_DATA FOR THE TASK:_
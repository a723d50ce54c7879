//! Versioned snapshot persistence for calculator entities.
//!
//! A snapshot is one self-describing JSON document per file: a schema
//! version tag plus the full entity graph. Restore buffers the whole
//! document before committing, so a failed restore never leaves a
//! half-applied state.

use super::CalculatorEntity;
use crate::data::DatasetCollection;
use crate::domain::{VinylError, VinylResult};
use serde::{Deserialize, Serialize};
use std::collections::HashSet;
use std::fs;
use std::io::Write;
use std::path::{Path, PathBuf};

pub(crate) const SNAPSHOT_SCHEMA_VERSION: u32 = 1;

/// Fixed suffix of generated snapshot filenames.
pub const SNAPSHOT_SUFFIX: &str = "_dump.json";

#[derive(Debug, Serialize, Deserialize)]
#[serde(rename_all = "camelCase")]
struct Snapshot {
    schema_version: u32,
    calculator: CalculatorEntity,
}

pub(crate) fn write_snapshot(
    entity: &CalculatorEntity,
    path: Option<&Path>,
    type_name: &str,
) -> VinylResult<PathBuf> {
    let document = Snapshot {
        schema_version: SNAPSHOT_SCHEMA_VERSION,
        calculator: entity.clone(),
    };
    let payload = serde_json::to_string_pretty(&document).map_err(|source| {
        VinylError::SnapshotWrite {
            path: path.map_or_else(PathBuf::new, Path::to_path_buf),
            reason: source.to_string(),
        }
    })?;

    match path {
        Some(path) => {
            fs::write(path, payload).map_err(|source| VinylError::SnapshotWrite {
                path: path.to_path_buf(),
                reason: source.to_string(),
            })?;
            Ok(path.to_path_buf())
        }
        None => write_unique_snapshot(&payload, type_name),
    }
}

/// Writes to a uniquely named file in the current working directory so
/// concurrent saves without explicit paths never collide.
fn write_unique_snapshot(payload: &str, type_name: &str) -> VinylResult<PathBuf> {
    let working_dir =
        std::env::current_dir().map_err(|source| VinylError::SnapshotWrite {
            path: PathBuf::new(),
            reason: source.to_string(),
        })?;
    let io_error = |source: std::io::Error| VinylError::SnapshotWrite {
        path: working_dir.clone(),
        reason: source.to_string(),
    };

    let mut file = tempfile::Builder::new()
        .prefix(&snapshot_prefix(type_name))
        .suffix(SNAPSHOT_SUFFIX)
        .tempfile_in(&working_dir)
        .map_err(io_error)?;
    file.write_all(payload.as_bytes()).map_err(io_error)?;

    let (_, path) = file
        .keep()
        .map_err(|persist| VinylError::SnapshotWrite {
            path: working_dir.clone(),
            reason: persist.error.to_string(),
        })?;
    Ok(path)
}

/// Generated-filename prefix: the last character of the concrete type
/// name, the naming convention snapshots have always used.
fn snapshot_prefix(type_name: &str) -> String {
    let base = type_name.rsplit("::").next().unwrap_or(type_name);
    base.chars()
        .rev()
        .find(|character| character.is_ascii_alphanumeric())
        .map_or_else(|| "c".to_string(), |character| character.to_string())
}

pub(crate) fn read_snapshot(path: &Path) -> VinylResult<CalculatorEntity> {
    let restore_error = |reason: String| VinylError::SnapshotRestore {
        path: path.to_path_buf(),
        reason,
    };

    let source = fs::read_to_string(path).map_err(|source| restore_error(source.to_string()))?;
    let document: Snapshot =
        serde_json::from_str(&source).map_err(|source| restore_error(source.to_string()))?;
    if document.schema_version != SNAPSHOT_SCHEMA_VERSION {
        return Err(restore_error(format!(
            "unsupported snapshot schema version {}, expected {}",
            document.schema_version, SNAPSHOT_SCHEMA_VERSION
        )));
    }
    validate_restored(&document.calculator).map_err(restore_error)?;
    Ok(document.calculator)
}

/// Re-checks the structural invariants the builder enforced at
/// construction time. A snapshot can be well-formed JSON and still
/// describe an entity no builder would have produced; such documents are
/// rejected before anything is committed.
fn validate_restored(entity: &CalculatorEntity) -> Result<(), String> {
    if entity.name.trim().is_empty() {
        return Err("snapshot has an empty calculator name".to_string());
    }

    let key_count = entity.output_keys.len();
    if entity.output_data_types.len() != key_count {
        return Err(format!(
            "snapshot declares {} output data types for {} output keys",
            entity.output_data_types.len(),
            key_count
        ));
    }
    if entity.output_filenames.len() != key_count {
        return Err(format!(
            "snapshot declares {} output filenames for {} output keys",
            entity.output_filenames.len(),
            key_count
        ));
    }

    let mut seen_keys = HashSet::new();
    for key in &entity.output_keys {
        if key.trim().is_empty() {
            return Err("snapshot contains an empty output key".to_string());
        }
        if !seen_keys.insert(key.as_str()) {
            return Err(format!("snapshot contains duplicate output key `{key}`"));
        }
    }

    check_collection_keys("input", &entity.input)?;
    check_collection_keys("output", &entity.output)
}

fn check_collection_keys(label: &str, collection: &DatasetCollection) -> Result<(), String> {
    let mut seen = HashSet::new();
    for dataset in collection {
        if !seen.insert(dataset.key()) {
            return Err(format!(
                "snapshot {label} collection contains duplicate dataset key `{}`",
                dataset.key()
            ));
        }
    }
    Ok(())
}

_ASSIGNED TASK:_ Restate the data in full so that no line differs from the original.

_WRITTEN ANSWER:_
repository a723d50ce54c7879
//! Versioned snapshot persistence for calculator entities.
//!
//! A snapshot is one self-describing JSON document per file: a schema
//! version tag plus the full entity graph. Restore buffers the whole
//! document before committing, so a failed restore never leaves a
//! half-applied state.

use super::CalculatorEntity;
use crate::data::DatasetCollection;
use crate::domain::{VinylError, VinylResult};
use serde::{Deserialize, Serialize};
use std::collections::HashSet;
use std::fs;
use std::io::Write;
use std::path::{Path, PathBuf};

pub(crate) const SNAPSHOT_SCHEMA_VERSION: u32 = 1;

/// Fixed suffix of generated snapshot filenames.
pub const SNAPSHOT_SUFFIX: &str = "_dump.json";

#[derive(Debug, Serialize, Deserialize)]
#[serde(rename_all = "camelCase")]
struct Snapshot {
    schema_version: u32,
    calculator: CalculatorEntity,
}

pub(crate) fn write_snapshot(
    entity: &CalculatorEntity,
    path: Option<&Path>,
    type_name: &str,
) -> VinylResult<PathBuf> {
    let document = Snapshot {
        schema_version: SNAPSHOT_SCHEMA_VERSION,
        calculator: entity.clone(),
    };
    let payload = serde_json::to_string_pretty(&document).map_err(|source| {
        VinylError::SnapshotWrite {
            path: path.map_or_else(PathBuf::new, Path::to_path_buf),
            reason: source.to_string(),
        }
    })?;

    match path {
        Some(path) => {
            fs::write(path, payload).map_err(|source| VinylError::SnapshotWrite {
                path: path.to_path_buf(),
                reason: source.to_string(),
            })?;
            Ok(path.to_path_buf())
        }
        None => write_unique_snapshot(&payload, type_name),
    }
}

/// Writes to a uniquely named file in the current working directory so
/// concurrent saves without explicit paths never collide.
fn write_unique_snapshot(payload: &str, type_name: &str) -> VinylResult<PathBuf> {
    let working_dir =
        std::env::current_dir().map_err(|source| VinylError::SnapshotWrite {
            path: PathBuf::new(),
            reason: source.to_string(),
        })?;
    let io_error = |source: std::io::Error| VinylError::SnapshotWrite {
        path: working_dir.clone(),
        reason: source.to_string(),
    };

    let mut file = tempfile::Builder::new()
        .prefix(&snapshot_prefix(type_name))
        .suffix(SNAPSHOT_SUFFIX)
        .tempfile_in(&working_dir)
        .map_err(io_error)?;
    file.write_all(payload.as_bytes()).map_err(io_error)?;

    let (_, path) = file
        .keep()
        .map_err(|persist| VinylError::SnapshotWrite {
            path: working_dir.clone(),
            reason: persist.error.to_string(),
        })?;
    Ok(path)
}

/// Generated-filename prefix: the last character of the concrete type
/// name, the naming convention snapshots have always used.
fn snapshot_prefix(type_name: &str) -> String {
    let base = type_name.rsplit("::").next().unwrap_or(type_name);
    base.chars()
        .rev()
        .find(|character| character.is_ascii_alphanumeric())
        .map_or_else(|| "c".to_string(), |character| character.to_string())
}

pub(crate) fn read_snapshot(path: &Path) -> VinylResult<CalculatorEntity> {
    let restore_error = |reason: String| VinylError::SnapshotRestore {
        path: path.to_path_buf(),
        reason,
    };

    let source = fs::read_to_string(path).map_err(|source| restore_error(source.to_string()))?;
    let document: Snapshot =
        serde_json::from_str(&source).map_err(|source| restore_error(source.to_string()))?;
    if document.schema_version != SNAPSHOT_SCHEMA_VERSION {
        return Err(restore_error(format!(
            "unsupported snapshot schema version {}, expected {}",
            document.schema_version, SNAPSHOT_SCHEMA_VERSION
        )));
    }
    validate_restored(&document.calculator).map_err(restore_error)?;
    Ok(document.calculator)
}

/// Re-checks the structural invariants the builder enforced at
/// construction time. A snapshot can be well-formed JSON and still
/// describe an entity no builder would have produced; such documents are
/// rejected before anything is committed.
fn validate_restored(entity: &CalculatorEntity) -> Result<(), String> {
    if entity.name.trim().is_empty() {
        return Err("snapshot has an empty calculator name".to_string());
    }

    let key_count = entity.output_keys.len();
    if entity.output_data_types.len() != key_count {
        return Err(format!(
            "snapshot declares {} output data types for {} output keys",
            entity.output_data_types.len(),
            key_count
        ));
    }
    if entity.output_filenames.len() != key_count {
        return Err(format!(
            "snapshot declares {} output filenames for {} output keys",
            entity.output_filenames.len(),
            key_count
        ));
    }

    let mut seen_keys = HashSet::new();
    for key in &entity.output_keys {
        if key.trim().is_empty() {
            return Err("snapshot contains an empty output key".to_string());
        }
        if !seen_keys.insert(key.as_str()) {
            return Err(format!("snapshot contains duplicate output key `{key}`"));
        }
    }

    check_collection_keys("input", &entity.input)?;
    check_collection_keys("output", &entity.output)
}

fn check_collection_keys(label: &str, collection: &DatasetCollection) -> Result<(), String> {
    let mut seen = HashSet::new();
    for dataset in collection {
        if !seen.insert(dataset.key()) {
            return Err(format!(
                "snapshot {label} collection contains duplicate dataset key `{}`",
                dataset.key()
            ));
        }
    }
    Ok(())
}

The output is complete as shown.